## ABOUT THIS EXERCISE
Return every entry in the listing word for word.

## GIVEN DATA
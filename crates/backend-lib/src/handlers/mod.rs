// ============================
// crates/backend-lib/src/handlers/mod.rs
// ============================
//! HTTP handlers. Each one validates its input, calls into the services and
//! wraps the result in `{ message, data }` with status 200.
use axum::Json;
use serde_json::{json, Value};

pub mod auth;
pub mod users;

/// Liveness probe
pub async fn health() -> Json<Value> {
    Json(json!({ "status": "ok" }))
}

## WRITTEN SOLUTION
filename crates/backend-lib/src/handlers/mod.rs
// ============================
// crates/backend-lib/src/handlers/mod.rs
// ============================
//! HTTP handlers. Each one validates its input, calls into the services and
//! wraps the result in `{ message, data }` with status 200.
use axum::Json;
use serde_json::{json, Value};

pub mod auth;
pub mod users;

/// Liveness probe
pub async fn health() -> Json<Value> {
    Json(json!({ "status": "ok" }))
}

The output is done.